**Your objective:** Please find the lines in the following records that hold "crate", and copy them.

[Source data]
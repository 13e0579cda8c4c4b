//! Data File
//!
//! Append-only file of encoded log records with random-offset reads.

use std::path::{Path, PathBuf};
use std::sync::atomic::{AtomicU64, Ordering};

use crate::error::{CaskError, Result};
use crate::fio::{new_io_manager, IoManager};

use super::log_record::{
    decode_header, log_record_crc, LogRecord, LogRecordPos, LogRecordType,
    MAX_LOG_RECORD_HEADER_SIZE,
};

/// Suffix of every data file ("000000042.data")
pub const DATA_FILE_NAME_SUFFIX: &str = ".data";

/// Key -> position records written by merge
pub const HINT_FILE_NAME: &str = "hint-index";

/// Single record marking a completed merge
pub const MERGE_FINISHED_FILE_NAME: &str = "merge-finished";

/// An append-only file of log records
///
/// ## Concurrency:
/// - All methods take `&self`; the engine serializes appends under its
///   write lock while reads may run concurrently.
/// - `write_off` is atomic so sealed files can be shared via `Arc`.
pub struct DataFile {
    /// File id (0 for hint and merge-finished files)
    file_id: u32,

    /// Offset the next append lands at
    write_off: AtomicU64,

    io: Box<dyn IoManager>,
}

impl DataFile {
    /// Open or create the data file with the given id in `dir`
    pub fn open(dir: &Path, file_id: u32) -> Result<Self> {
        Self::open_path(&Self::file_path(dir, file_id), file_id)
    }

    /// Open or create the hint file in `dir`
    pub fn open_hint_file(dir: &Path) -> Result<Self> {
        Self::open_path(&dir.join(HINT_FILE_NAME), 0)
    }

    /// Open or create the merge-finished file in `dir`
    pub fn open_merge_finished_file(dir: &Path) -> Result<Self> {
        Self::open_path(&dir.join(MERGE_FINISHED_FILE_NAME), 0)
    }

    fn open_path(path: &Path, file_id: u32) -> Result<Self> {
        let io = new_io_manager(path)?;
        let write_off = io.size()?;
        Ok(Self {
            file_id,
            write_off: AtomicU64::new(write_off),
            io,
        })
    }

    /// "{dir}/000000042.data"
    pub fn file_path(dir: &Path, file_id: u32) -> PathBuf {
        dir.join(format!("{:09}{}", file_id, DATA_FILE_NAME_SUFFIX))
    }

    pub fn file_id(&self) -> u32 {
        self.file_id
    }

    pub fn write_off(&self) -> u64 {
        self.write_off.load(Ordering::SeqCst)
    }

    pub fn set_write_off(&self, offset: u64) {
        self.write_off.store(offset, Ordering::SeqCst);
    }

    /// Read the record starting at `offset`
    ///
    /// Returns:
    /// - `Ok(Some((record, size)))`: a complete, checksummed record
    /// - `Ok(None)`: end of valid data (EOF, or a truncated tail record)
    /// - `Err(InvalidCrc)`: a complete record whose checksum mismatches
    pub fn read_log_record(&self, offset: u64) -> Result<Option<(LogRecord, u64)>> {
        let file_size = self.io.size()?;
        if offset >= file_size {
            return Ok(None);
        }

        // The header is variable-length; read the maximum or up to EOF
        let header_len = (MAX_LOG_RECORD_HEADER_SIZE as u64).min(file_size - offset) as usize;
        let mut header_buf = vec![0u8; header_len];
        let n = self.io.read(&mut header_buf, offset)?;

        let (header, header_size) = match decode_header(&header_buf[..n]) {
            Some(decoded) => decoded,
            None => return Ok(None),
        };

        // Zero-filled tail
        if header.crc == 0 && header.key_size == 0 && header.value_size == 0 {
            return Ok(None);
        }

        if header.key_size < 0 || header.value_size < 0 {
            return Err(CaskError::CorruptedRecord(format!(
                "negative sizes in file {} at offset {}",
                self.file_id, offset
            )));
        }

        let record_size = (header_size as u64)
            .saturating_add(header.key_size as u64)
            .saturating_add(header.value_size as u64);

        // Partially written record from a crash
        if offset.saturating_add(record_size) > file_size {
            return Ok(None);
        }

        let key_size = header.key_size as usize;
        let value_size = header.value_size as usize;
        let mut kv = vec![0u8; key_size + value_size];
        if self.io.read(&mut kv, offset + header_size as u64)? < kv.len() {
            return Ok(None);
        }
        let value = kv.split_off(key_size);
        let key = kv;

        let crc = log_record_crc(&header_buf[4..header_size], &key, &value);
        if crc != header.crc {
            return Err(CaskError::InvalidCrc {
                file_id: self.file_id,
                offset,
            });
        }

        let rec_type = LogRecordType::from_u8(header.rec_type).ok_or_else(|| {
            CaskError::CorruptedRecord(format!("unknown record type {}", header.rec_type))
        })?;

        Ok(Some((
            LogRecord {
                key,
                value,
                rec_type,
            },
            record_size,
        )))
    }

    /// Append raw bytes, advancing the write offset
    pub fn write(&self, buf: &[u8]) -> Result<usize> {
        let n = self.io.write(buf)?;
        self.write_off.fetch_add(n as u64, Ordering::SeqCst);
        Ok(n)
    }

    /// Append a hint entry: key -> encoded position
    pub fn write_hint_record(&self, key: &[u8], pos: &LogRecordPos) -> Result<()> {
        let record = LogRecord::normal(key.to_vec(), pos.encode());
        self.write(&record.encode())?;
        Ok(())
    }

    pub fn sync(&self) -> Result<()> {
        self.io.sync()
    }

    pub fn size(&self) -> Result<u64> {
        self.io.size()
    }

    /// Drop everything past `len` (torn tail after a crash)
    pub fn truncate(&self, len: u64) -> Result<()> {
        self.io.truncate(len)?;
        self.set_write_off(len);
        Ok(())
    }
}

#[cfg(test)]
mod tests {
    use super::*;
    use tempfile::TempDir;

    #[test]
    fn test_file_naming() {
        let path = DataFile::file_path(Path::new("/db"), 42);
        assert_eq!(path, PathBuf::from("/db/000000042.data"));
    }

    #[test]
    fn test_write_advances_offset() {
        let temp = TempDir::new().unwrap();
        let file = DataFile::open(temp.path(), 0).unwrap();
        assert_eq!(file.write_off(), 0);

        file.write(b"abc").unwrap();
        file.write(b"de").unwrap();
        assert_eq!(file.write_off(), 5);
        assert_eq!(file.size().unwrap(), 5);
    }

    #[test]
    fn test_reopen_resumes_offset() {
        let temp = TempDir::new().unwrap();
        {
            let file = DataFile::open(temp.path(), 3).unwrap();
            file.write(b"0123456789").unwrap();
            file.sync().unwrap();
        }
        let file = DataFile::open(temp.path(), 3).unwrap();
        assert_eq!(file.file_id(), 3);
        assert_eq!(file.write_off(), 10);
    }
}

**Task answer:**
use crate::error::{CaskError, Result};
use crate::fio::{new_io_manager, IoManager};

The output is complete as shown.